■ Material for this task:
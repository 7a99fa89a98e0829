//! Registry index generation (`sygaldry build`)

use eyre::{Context, Result};
use std::collections::HashSet;
use std::fs;
use std::path::{Component, Path};

use super::find_manifests;
use crate::registry::index::{IndexEntry, RegistryIndex};
use crate::registry::manifest::ComponentManifest;

pub const REGISTRY_VERSION: &str = "1.0.0";

/// Scan `root` for manifests and build an index whose manifest paths are relative to `output`
pub fn build_index(root: &Path, output: &Path) -> Result<RegistryIndex> {
    if !root.is_dir() {
        eyre::bail!("Registry directory not found: {}", root.display());
    }

    let index_dir = output.parent().unwrap_or_else(|| Path::new("."));
    let mut problems: Vec<String> = Vec::new();
    let mut seen: HashSet<(String, String)> = HashSet::new();
    let mut components = Vec::new();

    for path in find_manifests(root) {
        let manifest = match ComponentManifest::load(&path) {
            Ok(m) => m,
            Err(e) => {
                problems.push(format!("{}: {:#}", path.display(), e));
                continue;
            }
        };

        let dir = path.parent().unwrap_or(root);
        for file in &manifest.files_to_copy {
            if !dir.join(&file.source).is_file() {
                problems.push(format!(
                    "{}: '{}' lists missing file '{}'",
                    path.display(),
                    manifest.name,
                    file.source
                ));
            }
        }

        if !seen.insert((manifest.name.clone(), manifest.version.clone())) {
            problems.push(format!(
                "{}: duplicate component {}@{}",
                path.display(),
                manifest.name,
                manifest.version
            ));
            continue;
        }

        log::debug!("Indexed {}@{} from {}", manifest.name, manifest.version, path.display());
        components.push(IndexEntry {
            name: manifest.name,
            version: manifest.version,
            r#type: manifest.r#type,
            description: manifest.description,
            manifest_path: relative_path(&path, index_dir),
            tags: manifest.tags,
        });
    }

    if !problems.is_empty() {
        eyre::bail!(
            "Registry has {} problem(s):\n  {}",
            problems.len(),
            problems.join("\n  ")
        );
    }

    components.sort_by(|a, b| {
        a.r#type
            .cmp(&b.r#type)
            .then_with(|| a.name.cmp(&b.name))
            .then_with(|| a.parsed_version().cmp(&b.parsed_version()))
    });

    Ok(RegistryIndex {
        registry_version: REGISTRY_VERSION.to_string(),
        updated_at: Some(chrono::Utc::now().to_rfc3339()),
        components,
    })
}

/// Write an index as pretty JSON
pub fn write_index(index: &RegistryIndex, output: &Path) -> Result<()> {
    if let Some(parent) = output.parent().filter(|p| !p.as_os_str().is_empty()) {
        fs::create_dir_all(parent).with_context(|| format!("Failed to create {}", parent.display()))?;
    }
    let json = serde_json::to_string_pretty(index).context("Failed to serialize index")?;
    fs::write(output, format!("{}\n", json)).with_context(|| format!("Failed to write {}", output.display()))?;
    log::info!("Wrote {} component(s) to {}", index.components.len(), output.display());
    Ok(())
}

/// `path` relative to `base` with forward slashes, climbing with `..` where needed
fn relative_path(path: &Path, base: &Path) -> String {
    let path_parts: Vec<Component> = path.components().collect();
    let base_parts: Vec<Component> = base.components().collect();
    let common = path_parts.iter().zip(&base_parts).take_while(|(a, b)| a == b).count();

    if common == 0 && (path.is_absolute() || base.is_absolute()) {
        return path.to_string_lossy().replace('\\', "/");
    }

    let mut parts: Vec<String> = std::iter::repeat_n("..".to_string(), base_parts.len() - common).collect();
    parts.extend(
        path_parts[common..]
            .iter()
            .map(|c| c.as_os_str().to_string_lossy().into_owned()),
    );
    parts.join("/")
}

#[cfg(test)]
mod tests {
    use super::*;
    use crate::version::VersionReq;
    use tempfile::{TempDir, tempdir};

    fn component(root: &Path, rel: &str, name: &str, version: &str, kind: &str, with_file: bool) {
        let dir = root.join(rel);
        fs::create_dir_all(&dir).unwrap();
        fs::write(
            dir.join("component.json"),
            format!(
                r#"{{"name": "{}", "version": "{}", "type": "{}", "description": "{} component",
                    "tags": ["t"], "files_to_copy": [{{"source": "main.py"}}]}}"#,
                name, version, kind, name
            ),
        )
        .unwrap();
        if with_file {
            fs::write(dir.join("main.py"), "pass\n").unwrap();
        }
    }

    fn registry() -> TempDir {
        let temp = tempdir().unwrap();
        component(temp.path(), "components/tools/search", "search_tool", "0.1.0", "tool", true);
        component(temp.path(), "components/agents/summary", "summary_agent", "1.0.0", "agent", true);
        component(temp.path(), "components/agents/coord", "coordinator_agent", "0.3.0", "agent", true);
        temp
    }

    #[test]
    fn test_build_index_sorted_and_relative() {
        let temp = registry();
        let output = temp.path().join("index.json");
        let index = build_index(temp.path(), &output).unwrap();

        let names: Vec<_> = index.components.iter().map(|c| c.name.as_str()).collect();
        assert_eq!(names, vec!["coordinator_agent", "summary_agent", "search_tool"]);
        assert_eq!(
            index.components[1].manifest_path,
            "components/agents/summary/component.json"
        );
        assert_eq!(index.components[2].description, "search_tool component");
        assert_eq!(index.registry_version, REGISTRY_VERSION);
        assert!(index.updated_at.is_some());
    }

    #[test]
    fn test_written_index_round_trips_through_lookup() {
        let temp = registry();
        let output = temp.path().join("public/index.json");
        let index = build_index(temp.path(), &output).unwrap();
        write_index(&index, &output).unwrap();

        let loaded: RegistryIndex = serde_json::from_str(&fs::read_to_string(&output).unwrap()).unwrap();
        let entry = loaded.find("summary_agent", &VersionReq::Latest).unwrap();
        assert_eq!(entry.manifest_path, "../components/agents/summary/component.json");
    }

    #[test]
    fn test_missing_file_reported() {
        let temp = registry();
        component(temp.path(), "components/tools/broken", "broken_tool", "0.1.0", "tool", false);

        let err = build_index(temp.path(), &temp.path().join("index.json")).unwrap_err();
        assert!(err.to_string().contains("missing file 'main.py'"));
    }

    #[test]
    fn test_duplicate_version_reported() {
        let temp = registry();
        component(temp.path(), "components/tools/search_copy", "search_tool", "0.1.0", "tool", true);

        let err = build_index(temp.path(), &temp.path().join("index.json")).unwrap_err();
        assert!(err.to_string().contains("duplicate component search_tool@0.1.0"));
    }

    #[test]
    fn test_invalid_manifest_reported() {
        let temp = registry();
        let dir = temp.path().join("components/tools/bad");
        fs::create_dir_all(&dir).unwrap();
        fs::write(dir.join("component.json"), r#"{"name": "bad"}"#).unwrap();

        let err = build_index(temp.path(), &temp.path().join("index.json")).unwrap_err();
        assert!(err.to_string().contains("1 problem(s)"));
    }

    #[test]
    fn test_missing_root() {
        assert!(build_index(Path::new("/nonexistent/registry"), Path::new("/tmp/index.json")).is_err());
    }

    #[test]
    fn test_relative_path() {
        assert_eq!(
            relative_path(Path::new("/r/components/a/component.json"), Path::new("/r")),
            "components/a/component.json"
        );
        assert_eq!(relative_path(Path::new("/elsewhere/c.json"), Path::new("/r")), "../elsewhere/c.json");
        assert_eq!(relative_path(Path::new("reg/a/component.json"), Path::new("")), "reg/a/component.json");
    }
}
//! Subcommand implementations

pub mod add;
pub mod build;
pub mod completions;
pub mod docs;
pub mod init;
pub mod list;
pub mod search;
pub mod source;

use eyre::Result;
use std::fmt::Display;
use std::path::PathBuf;
use terminal_size::{Width, terminal_size};

use crate::config::Config;
use crate::project::ProjectConfig;
use crate::registry::RegistryClient;
use crate::registry::fetch::{Fetcher, Location};
use crate::registry::manifest::ComponentType;

/// State shared by every subcommand
pub struct Context {
    pub config: Config,
    /// Project root
    pub root: PathBuf,
    pub quiet: bool,
}

impl Context {
    /// Print a progress line unless --quiet
    pub fn status(&self, message: impl Display) {
        if !self.quiet {
            println!("{}", message);
        }
    }

    /// Anchor a relative path source on the project root; URLs pass through
    pub fn resolve_location(&self, source: &str) -> String {
        Location::parse_relative_to(source, &self.root).to_string()
    }

    /// Registry client over the project's enabled sources, optionally narrowed to one
    pub fn registry_client(&self, project: &ProjectConfig, source: Option<&str>) -> Result<RegistryClient> {
        let sources = project
            .sources(&self.config.default_registry)
            .into_iter()
            .map(|mut source| {
                source.url = self.resolve_location(&source.url);
                source
            })
            .collect();
        let client = RegistryClient::new(sources, Fetcher::new(&self.config.http));
        match source {
            Some(name) => client.only_source(name),
            None => Ok(client),
        }
    }
}

/// Parse an optional `--type` flag
pub fn parse_type(input: Option<&str>) -> Result<Option<ComponentType>> {
    input.map(str::parse).transpose()
}

/// Get terminal width, defaulting to 80 if not available
pub fn terminal_width() -> usize {
    terminal_size().map(|(Width(w), _)| w as usize).unwrap_or(80)
}

/// Shorten `s` to at most `max` characters, marking the cut with an ellipsis
pub fn truncate(s: &str, max: usize) -> String {
    if s.chars().count() <= max {
        return s.to_string();
    }
    if max == 0 {
        return String::new();
    }
    let mut out: String = s.chars().take(max - 1).collect();
    out.push('…');
    out
}

#[cfg(test)]
mod tests {
    use super::*;

    #[test]
    fn test_parse_type() {
        assert_eq!(parse_type(None).unwrap(), None);
        assert_eq!(parse_type(Some("tool")).unwrap(), Some(ComponentType::Tool));
        assert!(parse_type(Some("gadget")).is_err());
    }

    #[test]
    fn test_resolve_location_uses_project_root() {
        let ctx = Context {
            config: Config::default(),
            root: PathBuf::from("/work/project"),
            quiet: true,
        };
        assert_eq!(ctx.resolve_location("../registry/index.json"), "/work/registry/index.json");
        assert_eq!(ctx.resolve_location("./component.json"), "/work/project/component.json");
        assert_eq!(
            ctx.resolve_location("https://example.com/index.json"),
            "https://example.com/index.json"
        );
    }

    #[test]
    fn test_truncate() {
        assert_eq!(truncate("short", 10), "short");
        assert_eq!(truncate("a longer description", 8), "a longe…");
        assert_eq!(truncate("abc", 0), "");
    }
}
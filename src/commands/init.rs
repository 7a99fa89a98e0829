//! Initialize a sygaldry project

use colored::*;
use eyre::{Context as _, Result};
use std::fs;

use super::Context;
use crate::project::{CONFIG_FILE, ProjectConfig, SourceSpec};

pub struct InitArgs {
    pub force: bool,
    pub agent_dir: Option<String>,
    pub tool_dir: Option<String>,
    pub provider: Option<String>,
    pub model: Option<String>,
    pub registry: Option<String>,
}

pub fn run(args: InitArgs, ctx: &Context) -> Result<()> {
    let root = &ctx.root;

    ctx.status(format!("{} Initializing sygaldry in {}", "→".blue(), root.display()));

    if let Some(existing) = ProjectConfig::find_file(root) {
        if !args.force {
            ctx.status(format!("  {} Already initialized: {}", "✓".green(), existing.display()));
            ctx.status(format!("  Use {} to reinitialize", "--force".cyan()));
            return Ok(());
        }
    }

    fs::create_dir_all(root).with_context(|| format!("Failed to create {}", root.display()))?;

    let mut project = ProjectConfig::default();
    if let Some(dir) = args.agent_dir {
        project.agent_directory = dir;
    }
    if let Some(dir) = args.tool_dir {
        project.tool_directory = dir;
    }
    project.default_provider = args.provider;
    project.default_model = args.model;
    let registry = args.registry.unwrap_or_else(|| ctx.config.default_registry.clone());
    project
        .registry_sources
        .insert("default".to_string(), SourceSpec::Simple(registry));

    for (component_type, dir) in project.component_dirs(root) {
        fs::create_dir_all(&dir).with_context(|| format!("Failed to create {}", dir.display()))?;
        ctx.status(format!(
            "  {} Created {} directory: {}",
            "✓".green(),
            component_type,
            dir.strip_prefix(root).unwrap_or(&dir).display()
        ));
    }

    let path = project.save(root)?;
    ctx.status(format!("  {} Created {}", "✓".green(), path.file_name().map(|n| n.to_string_lossy()).unwrap_or_default()));

    ctx.status("");
    ctx.status(format!("{} sygaldry initialized!", "✓".green().bold()));
    ctx.status("");
    ctx.status("Next steps:");
    ctx.status(format!("  1. Run {} to browse components", "sygaldry list".cyan()));
    ctx.status(format!("  2. Run {} to add one", "sygaldry add <name>".cyan()));
    ctx.status(format!("  3. Edit {} to change directories or sources", CONFIG_FILE.cyan()));

    Ok(())
}
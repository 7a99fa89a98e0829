use eyre::{Context, Result};
use serde::{Deserialize, Serialize};
use std::fs;
use std::path::{Path, PathBuf};

/// Registry index used when a project declares no sources
pub const DEFAULT_REGISTRY_URL: &str =
    "https://raw.githubusercontent.com/sygaldry-ai/sygaldry/main/packages/sygaldry_registry/index.json";

/// User-level sygaldry settings (settings.yaml)
#[derive(Debug, Clone, Deserialize, Serialize)]
#[serde(default)]
pub struct Config {
    pub log_level: LogLevel,
    pub http: HttpConfig,
    pub default_registry: String,
}

#[derive(Debug, Clone, Copy, Default, Deserialize, Serialize, PartialEq, Eq)]
#[serde(rename_all = "lowercase")]
pub enum LogLevel {
    Trace,
    Debug,
    #[default]
    Info,
    Warn,
    Error,
    Off,
}

impl LogLevel {
    pub fn as_filter(&self) -> log::LevelFilter {
        match self {
            LogLevel::Trace => log::LevelFilter::Trace,
            LogLevel::Debug => log::LevelFilter::Debug,
            LogLevel::Info => log::LevelFilter::Info,
            LogLevel::Warn => log::LevelFilter::Warn,
            LogLevel::Error => log::LevelFilter::Error,
            LogLevel::Off => log::LevelFilter::Off,
        }
    }
}

#[derive(Debug, Clone, Deserialize, Serialize)]
#[serde(default)]
pub struct HttpConfig {
    /// Whole-request timeout in seconds
    pub timeout_secs: u64,
    pub user_agent: String,
}

impl Default for Config {
    fn default() -> Self {
        Self {
            log_level: LogLevel::default(),
            http: HttpConfig::default(),
            default_registry: DEFAULT_REGISTRY_URL.to_string(),
        }
    }
}

impl Default for HttpConfig {
    fn default() -> Self {
        Self {
            timeout_secs: 30,
            user_agent: format!("sygaldry/{}", env!("CARGO_PKG_VERSION")),
        }
    }
}

impl Config {
    /// Load configuration with fallback chain
    pub fn load(config_path: Option<&PathBuf>) -> Result<Self> {
        // If explicit config path provided, try to load it
        if let Some(path) = config_path {
            return Self::load_from_file(path).context(format!("Failed to load config from {}", path.display()));
        }

        if let Ok(env_path) = std::env::var("SYGALDRY_CONFIG") {
            let path = Self::expand_path(Path::new(&env_path));
            if path.exists() {
                match Self::load_from_file(&path) {
                    Ok(config) => return Ok(config),
                    Err(e) => {
                        log::warn!("Failed to load config from SYGALDRY_CONFIG: {}", e);
                    }
                }
            }
        }

        let path = Self::sygaldry_dir().join("settings.yaml");
        if path.exists() {
            match Self::load_from_file(&path) {
                Ok(config) => return Ok(config),
                Err(e) => {
                    log::warn!("Failed to load config from {}: {}", path.display(), e);
                }
            }
        }

        log::info!("No settings file found, using defaults");
        Ok(Self::default())
    }

    fn load_from_file<P: AsRef<Path>>(path: P) -> Result<Self> {
        let content = fs::read_to_string(&path).context("Failed to read config file")?;

        let config: Self = serde_yaml::from_str(&content).context("Failed to parse config file")?;

        log::info!("Loaded config from: {}", path.as_ref().display());
        Ok(config)
    }

    /// Directory holding user settings (SYGALDRY_DIR or ~/.config/sygaldry)
    pub fn sygaldry_dir() -> PathBuf {
        std::env::var("SYGALDRY_DIR")
            .map(|dir| Self::expand_path(Path::new(&dir)))
            .unwrap_or_else(|_| dirs::config_dir().unwrap_or_else(|| PathBuf::from(".")).join("sygaldry"))
    }

    /// Expand a path that may contain ~ or env vars
    pub fn expand_path(path: &Path) -> PathBuf {
        let path_str = path.to_string_lossy();
        let expanded = shellexpand::full(&path_str).unwrap_or_else(|_| path_str.clone());
        PathBuf::from(expanded.as_ref())
    }
}

#[cfg(test)]
mod tests {
    use super::*;
    use tempfile::tempdir;

    #[test]
    fn test_default_config() {
        let config = Config::default();
        assert_eq!(config.log_level, LogLevel::Info);
        assert_eq!(config.http.timeout_secs, 30);
        assert!(config.http.user_agent.starts_with("sygaldry/"));
        assert_eq!(config.default_registry, DEFAULT_REGISTRY_URL);
    }

    #[test]
    fn test_partial_yaml_fills_defaults() {
        let config: Config = serde_yaml::from_str("log_level: debug\nhttp:\n  timeout_secs: 5\n").unwrap();
        assert_eq!(config.log_level, LogLevel::Debug);
        assert_eq!(config.http.timeout_secs, 5);
        assert!(config.http.user_agent.starts_with("sygaldry/"));
        assert_eq!(config.default_registry, DEFAULT_REGISTRY_URL);
    }

    #[test]
    fn test_load_explicit_path() {
        let temp = tempdir().unwrap();
        let path = temp.path().join("settings.yaml");
        fs::write(&path, "default_registry: /srv/registry/index.json\n").unwrap();

        let config = Config::load(Some(&path)).unwrap();
        assert_eq!(config.default_registry, "/srv/registry/index.json");
    }

    #[test]
    fn test_load_explicit_missing_path_fails() {
        let temp = tempdir().unwrap();
        let path = temp.path().join("nope.yaml");
        assert!(Config::load(Some(&path)).is_err());
    }

    #[test]
    fn test_expand_path_no_expansion() {
        let path = PathBuf::from("/usr/local/bin");
        assert_eq!(Config::expand_path(&path), PathBuf::from("/usr/local/bin"));
    }

    #[test]
    fn test_expand_path_with_tilde() {
        let expanded = Config::expand_path(&PathBuf::from("~/registry"));
        assert!(!expanded.to_string_lossy().contains('~'));
        assert!(expanded.to_string_lossy().contains("registry"));
    }

    #[test]
    fn test_log_level_filter() {
        assert_eq!(LogLevel::Warn.as_filter(), log::LevelFilter::Warn);
        assert_eq!(LogLevel::Off.as_filter(), log::LevelFilter::Off);
    }
}
// Copyright (c) 2025 Soumyadip Sarkar.
// All rights reserved.
//
// This source code is licensed under the license found in the
// LICENSE file in the root directory of this source tree.

pub mod budgets;
pub mod categories;
pub mod exporter;
pub mod holdings;
pub mod importer;
pub mod insights;
pub mod recurring;
pub mod retirement;
pub mod sweep;
pub mod target;
pub mod transactions;

use rusqlite::Connection;

use crate::balances::{self, CoinGeckoFeed, OfflineFeed};
use crate::config::Config;
use crate::engine::projection::LiveBalances;

/// Fetches both live balances. Failures are logged and surface as `None`.
pub fn live_balances(conn: &Connection, cfg: &Config, offline: bool) -> LiveBalances {
    let fixed = balances::fixed_income_balance(conn);
    let crypto = if offline {
        balances::crypto_valuation(conn, &OfflineFeed, cfg)
    } else {
        CoinGeckoFeed::new(&cfg.prices)
            .and_then(|feed| balances::crypto_valuation(conn, &feed, cfg))
    };
    LiveBalances::from_results(fixed, crypto)
}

■ Instructions for the task: Scan the records for the word "Deserialize". Copy each line where it turns up.

■ Problem solution:
use serde::{Deserialize, Serialize};
#[derive(Debug, Clone, Deserialize, Serialize)]
#[derive(Debug, Clone, Copy, Default, Deserialize, Serialize, PartialEq, Eq)]
#[derive(Debug, Clone, Deserialize, Serialize)]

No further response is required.